Study on immunogenicity of B cell epitopes of Epstein-Barr virus latent membrane protein-2
10.3760/cma.j.issn.1000-6680.2010.10.004
- VernacularTitle:EB病毒潜伏膜蛋白2的B细胞表位免疫原性研究
- Author:
Wenshu LI
;
Meixia ZHENG
;
Qin OU
;
Shanli ZHU
;
Lifang ZHANG
- Publication Type:Journal Article
- Keywords:
Herpesvirus 4,human;
Viral envelope proteins;
Epitopes B-lymphocyte;
Genetic vectors;
Gene expression
- From:
Chinese Journal of Infectious Diseases
2010;28(10):587-592
- CountryChina
- Language:Chinese
-
Abstract:
Objective To analyze the immunogenicity of selected B-cell epitopes of Epstein-Barr virus (EBV) latent membrane protein-2 (LMP2). Methods Three potential dominant B-cell epitopes of LMP2199-209, LMP2318-322 and LMP2381-391 from EBV LMP2 had been predicted using bioinformaties methods. The gene fragments of three epitopes were cloned respectively into pET32a(+) vector and transformed into E. coli strain BL21 (DE3). After identification by sodium dodecyl sulfate polyacrylamide gel electrophoresis (SDS-PAGE) and immunoblotting, the expression products were purified by Ni-NTA agarose affinity chromatography. BALB/c mice in immunized groups were immunized by multi-point intracutaneous injection with the three purified epitope proteins,respectively; and mice in control groups were injected with pET32a (+) protein or phosphate buffered saline(PBS), respectively. The sera from mice at week O, week 3 and week 6 of injection were collected for determination of epitope-specific antibody IgG by enzyme linked immunosorbent assay (ELISA) using epitope proteins as coating antigens. The ability of serum antibody recognizing nature EBV antigen was determined at week 6 of immunization. Results Three epitope proteins of LMP2199-209 ,LMP2318-322 and LMP2381-391 were successfully expressed in prokaryotic system.
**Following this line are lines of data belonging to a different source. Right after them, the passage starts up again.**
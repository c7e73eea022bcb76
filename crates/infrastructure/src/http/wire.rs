//! 上游 HTTP 响应的原始结构
//!
//! 只在边界处使用。反序列化后立即转换为 core 中的模型，
//! 任何与预期结构不符的字段都转换为 `MalformedResponse`。

use std::collections::BTreeMap;

use dashboard_core::{
    models::{
        BrokerOverview, MessageStats, ObjectTotals, QueueSnapshot, QueueState, QueueTotals, SampleLog, Task,
        TaskSchedule,
    },
    DashboardError, DashboardResult,
};
use serde::Deserialize;

pub const BROKER_SERVICE: &str = "broker";
pub const SCHEDULER_SERVICE: &str = "scheduler";

const DETAILS_SUFFIX: &str = "_details";

#[derive(Debug, Deserialize, Default)]
pub struct RawSampleLog {
    #[serde(default)]
    pub rate: f64,
    #[serde(default)]
    pub log: Vec<f64>,
}

impl RawSampleLog {
    fn into_sample_log(self, name: &str) -> SampleLog {
        SampleLog::new(name, self.rate, self.log)
    }
}

/// `message_stats` 同时包含计数字段（`ack`）和采样字段（`ack_details`），只保留后者
#[derive(Debug, Deserialize, Default)]
#[serde(transparent)]
pub struct RawMessageStats(BTreeMap<String, serde_json::Value>);

impl RawMessageStats {
    fn into_message_stats(self) -> DashboardResult<MessageStats> {
        let mut stats = MessageStats::new();
        for (key, value) in self.0 {
            let Some(metric) = key.strip_suffix(DETAILS_SUFFIX) else {
                continue;
            };
            let raw: RawSampleLog = serde_json::from_value(value).map_err(|e| {
                DashboardError::malformed(BROKER_SERVICE, format!("message_stats.{key} 格式错误: {e}"))
            })?;
            stats.insert(raw.into_sample_log(metric));
        }
        Ok(stats)
    }
}

#[derive(Debug, Deserialize)]
pub struct RawQueue {
    pub name: String,
    pub vhost: String,
    #[serde(default)]
    pub ready: Option<u64>,
    #[serde(default)]
    pub unacked: Option<u64>,
    #[serde(default)]
    pub messages_ready: Option<u64>,
    #[serde(default)]
    pub messages_unacknowledged: Option<u64>,
    pub state: String,
    #[serde(default)]
    pub message_stats: Option<RawMessageStats>,
}

impl TryFrom<RawQueue> for QueueSnapshot {
    type Error = DashboardError;

    fn try_from(raw: RawQueue) -> Result<Self, Self::Error> {
        let state: QueueState = raw.state.parse().map_err(|_| {
            DashboardError::malformed(BROKER_SERVICE, format!("队列 {} 的状态无效: {}", raw.name, raw.state))
        })?;

        // LavinMQ 同时返回两种写法，优先使用短名称
        let ready = raw.ready.or(raw.messages_ready).ok_or_else(|| {
            DashboardError::malformed(BROKER_SERVICE, format!("队列 {} 缺少 ready 计数", raw.name))
        })?;
        let unacked = raw.unacked.or(raw.messages_unacknowledged).ok_or_else(|| {
            DashboardError::malformed(BROKER_SERVICE, format!("队列 {} 缺少 unacked 计数", raw.name))
        })?;

        Ok(QueueSnapshot {
            vhost: raw.vhost,
            name: raw.name,
            ready,
            unacked,
            state,
            message_stats: raw.message_stats.unwrap_or_default().into_message_stats()?,
        })
    }
}

#[derive(Debug, Deserialize)]
pub struct RawObjectTotals {
    #[serde(default)]
    pub channels: u64,
    #[serde(default)]
    pub connections: u64,
    #[serde(default)]
    pub consumers: u64,
    #[serde(default)]
    pub exchanges: u64,
    #[serde(default)]
    pub queues: u64,
}

#[derive(Debug, Deserialize)]
pub struct RawQueueTotals {
    #[serde(default)]
    pub messages: u64,
    #[serde(default)]
    pub messages_ready: u64,
    #[serde(default)]
    pub messages_unacknowledged: u64,
    #[serde(default)]
    pub messages_log: Vec<f64>,
    #[serde(default)]
    pub messages_ready_log: Vec<f64>,
    #[serde(default)]
    pub messages_unacknowledged_log: Vec<f64>,
}

#[derive(Debug, Deserialize)]
pub struct RawOverview {
    pub object_totals: RawObjectTotals,
    pub queue_totals: RawQueueTotals,
    #[serde(default)]
    pub message_stats: Option<RawMessageStats>,
    pub recv_oct_details: RawSampleLog,
    pub send_oct_details: RawSampleLog,
    pub uptime: u64,
}

impl TryFrom<RawOverview> for BrokerOverview {
    type Error = DashboardError;

    fn try_from(raw: RawOverview) -> Result<Self, Self::Error> {
        let totals = raw.object_totals;
        let queue_totals = raw.queue_totals;

        Ok(BrokerOverview {
            object_totals: ObjectTotals {
                channels: totals.channels,
                connections: totals.connections,
                consumers: totals.consumers,
                exchanges: totals.exchanges,
                queues: totals.queues,
            },
            queue_totals: QueueTotals {
                messages: queue_totals.messages,
                messages_ready: queue_totals.messages_ready,
                messages_unacknowledged: queue_totals.messages_unacknowledged,
                messages_log: queue_totals.messages_log,
                messages_ready_log: queue_totals.messages_ready_log,
                messages_unacknowledged_log: queue_totals.messages_unacknowledged_log,
            },
            message_stats: raw.message_stats.unwrap_or_default().into_message_stats()?,
            recv_oct_details: raw.recv_oct_details.into_sample_log("recv_oct"),
            send_oct_details: raw.send_oct_details.into_sample_log("send_oct"),
            uptime: raw.uptime,
        })
    }
}

#[derive(Debug, Deserialize)]
pub struct RawSchedule {
    pub schedule: String,
    #[serde(default)]
    pub parameters: serde_json::Value,
}

/// 调度器返回的任务，空切片和空映射会被序列化为 `null`
#[derive(Debug, Deserialize)]
pub struct RawTask {
    pub name: String,
    pub concurrency: i64,
    pub max_retries: i64,
    #[serde(default)]
    pub tags: Option<Vec<String>>,
    #[serde(default)]
    pub schedules: Option<Vec<RawSchedule>>,
    #[serde(default)]
    pub default_parameters: Option<serde_json::Map<String, serde_json::Value>>,
}

impl TryFrom<RawTask> for Task {
    type Error = DashboardError;

    fn try_from(raw: RawTask) -> Result<Self, Self::Error> {
        if raw.name.is_empty() {
            return Err(DashboardError::malformed(SCHEDULER_SERVICE, "任务名称不能为空"));
        }
        let concurrency = u32::try_from(raw.concurrency).map_err(|_| {
            DashboardError::malformed(
                SCHEDULER_SERVICE,
                format!("任务 {} 的并发数无效: {}", raw.name, raw.concurrency),
            )
        })?;
        let max_retries = i32::try_from(raw.max_retries)
            .ok()
            .filter(|retries| *retries >= -1)
            .ok_or_else(|| {
                DashboardError::malformed(
                    SCHEDULER_SERVICE,
                    format!("任务 {} 的最大重试次数无效: {}", raw.name, raw.max_retries),
                )
            })?;

        let schedules = raw
            .schedules
            .unwrap_or_default()
            .into_iter()
            .map(|s| TaskSchedule {
                schedule: s.schedule,
                parameters: s.parameters,
            })
            .collect();

        Ok(Task {
            name: raw.name,
            concurrency,
            max_retries,
            tags: raw.tags.unwrap_or_default().into_iter().collect(),
            schedules,
            default_parameters: raw.default_parameters.unwrap_or_default(),
        })
    }
}

/// 解析响应体并转换为模型
pub fn decode<Raw, Model>(service: &str, body: &[u8]) -> DashboardResult<Model>
where
    Raw: serde::de::DeserializeOwned,
    Model: TryFrom<Raw, Error = DashboardError>,
{
    let raw: Raw = serde_json::from_slice(body)
        .map_err(|e| DashboardError::malformed(service, format!("响应解析失败: {e}")))?;
    Model::try_from(raw)
}

pub fn decode_list<Raw, Model>(service: &str, body: &[u8]) -> DashboardResult<Vec<Model>>
where
    Raw: serde::de::DeserializeOwned,
    Model: TryFrom<Raw, Error = DashboardError>,
{
    let raw: Vec<Raw> = serde_json::from_slice(body)
        .map_err(|e| DashboardError::malformed(service, format!("响应解析失败: {e}")))?;
    raw.into_iter().map(Model::try_from).collect()
}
Epitopespecific antibodies IgG could be detected respectively in the sera of all immunized mice, and the levels of antibodies increased with immunized time increasing. The antibody levels in LMP2318-322 immunized group at week 3 and week 6 were significantly higher than that of pET32a (+) protein control group (F= 493.85 and 773.99, respectively; both P<0. 05), and the antibody levels in LMP2381-391 immunized group at week 3 and week 6 were also significantly higher than that of pET32a (+) protein control group (F= 926.33 and 309.14, respectively; both P<0.05). Antibody level in LMP2199-209 immunized group at week 6 was significantly higher than that of pET32a ( + ) protein control group (F=87.27, P<0.05). The antibody IgG in serum from immunized mice with three epitope proteins could all recognize nature EBV antigens, especially LMP2199-209 and LMP2381-391 immunized groups.Conclusions Three possible dominant epitopes of LMP2199-209, LMP2318-322 and LMP2381-391 from EBV LMP2 are prepared by prokaryotic expression system and exhibit obvious immunogenicity, which could be used for further research of EBV infection and related tumor vaccine.